DATA FOR REVIEW:
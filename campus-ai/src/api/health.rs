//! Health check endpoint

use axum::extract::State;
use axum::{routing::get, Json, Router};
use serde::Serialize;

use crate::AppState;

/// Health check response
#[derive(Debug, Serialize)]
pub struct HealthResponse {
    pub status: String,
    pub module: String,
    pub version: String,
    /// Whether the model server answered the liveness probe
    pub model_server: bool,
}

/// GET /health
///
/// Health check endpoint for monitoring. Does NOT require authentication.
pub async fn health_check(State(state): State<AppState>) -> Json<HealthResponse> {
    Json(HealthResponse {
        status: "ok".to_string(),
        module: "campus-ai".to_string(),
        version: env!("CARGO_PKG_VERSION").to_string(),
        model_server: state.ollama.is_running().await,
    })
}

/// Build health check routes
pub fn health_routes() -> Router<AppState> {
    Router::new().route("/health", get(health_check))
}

DIRECTIONS:
Review the preceding data and report every line that includes the string "axum".

SOLUTION TO THIS EXERCISE:
use axum::extract::State;
use axum::{routing::get, Json, Router};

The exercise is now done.